Working data section start

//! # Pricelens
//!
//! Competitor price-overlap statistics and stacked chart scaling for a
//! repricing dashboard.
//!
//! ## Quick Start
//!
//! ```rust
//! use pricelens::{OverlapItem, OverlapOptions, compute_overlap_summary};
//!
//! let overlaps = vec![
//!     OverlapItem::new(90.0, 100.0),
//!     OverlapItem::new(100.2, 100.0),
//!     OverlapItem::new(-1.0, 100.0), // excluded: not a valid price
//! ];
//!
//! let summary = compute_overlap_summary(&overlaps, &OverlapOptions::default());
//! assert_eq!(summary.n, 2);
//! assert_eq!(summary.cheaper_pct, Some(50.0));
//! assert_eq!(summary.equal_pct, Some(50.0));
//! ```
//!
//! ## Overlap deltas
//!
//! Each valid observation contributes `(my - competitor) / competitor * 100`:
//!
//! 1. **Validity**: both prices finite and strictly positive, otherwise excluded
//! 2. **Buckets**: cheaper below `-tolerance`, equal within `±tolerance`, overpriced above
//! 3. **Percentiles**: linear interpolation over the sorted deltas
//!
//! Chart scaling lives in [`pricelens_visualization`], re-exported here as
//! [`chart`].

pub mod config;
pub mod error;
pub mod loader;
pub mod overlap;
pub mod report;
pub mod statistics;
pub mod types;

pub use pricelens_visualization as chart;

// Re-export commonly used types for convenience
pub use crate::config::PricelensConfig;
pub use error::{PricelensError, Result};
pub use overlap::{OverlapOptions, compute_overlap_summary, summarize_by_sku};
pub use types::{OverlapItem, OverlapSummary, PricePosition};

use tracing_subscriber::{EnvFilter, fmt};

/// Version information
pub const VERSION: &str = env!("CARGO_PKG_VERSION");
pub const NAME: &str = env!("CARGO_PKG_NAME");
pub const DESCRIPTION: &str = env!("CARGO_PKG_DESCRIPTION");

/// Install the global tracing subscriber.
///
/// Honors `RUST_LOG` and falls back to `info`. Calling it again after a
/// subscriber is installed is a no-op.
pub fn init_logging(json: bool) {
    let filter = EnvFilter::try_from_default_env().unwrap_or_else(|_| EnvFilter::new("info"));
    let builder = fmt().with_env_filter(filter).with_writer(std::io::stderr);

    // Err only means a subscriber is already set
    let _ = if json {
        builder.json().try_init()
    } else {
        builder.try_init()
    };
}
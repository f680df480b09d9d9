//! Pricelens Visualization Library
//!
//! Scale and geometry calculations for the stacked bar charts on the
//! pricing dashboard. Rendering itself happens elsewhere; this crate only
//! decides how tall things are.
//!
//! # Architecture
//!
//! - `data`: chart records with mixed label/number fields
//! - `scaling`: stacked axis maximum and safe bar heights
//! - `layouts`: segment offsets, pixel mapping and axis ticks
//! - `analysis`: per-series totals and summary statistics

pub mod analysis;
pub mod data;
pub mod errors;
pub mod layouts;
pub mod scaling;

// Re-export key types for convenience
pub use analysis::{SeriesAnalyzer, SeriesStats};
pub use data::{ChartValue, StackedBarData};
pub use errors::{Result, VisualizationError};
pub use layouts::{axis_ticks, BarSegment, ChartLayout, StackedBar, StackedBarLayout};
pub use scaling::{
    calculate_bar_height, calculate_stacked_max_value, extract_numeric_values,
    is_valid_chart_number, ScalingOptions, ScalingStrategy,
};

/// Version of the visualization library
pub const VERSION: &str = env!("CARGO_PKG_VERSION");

Working data section end

§ **What the exercise asks**:
Select every line in the records above that contains the word "errors".

§ **Task answer**:
pub mod errors;
pub use errors::{Result, VisualizationError};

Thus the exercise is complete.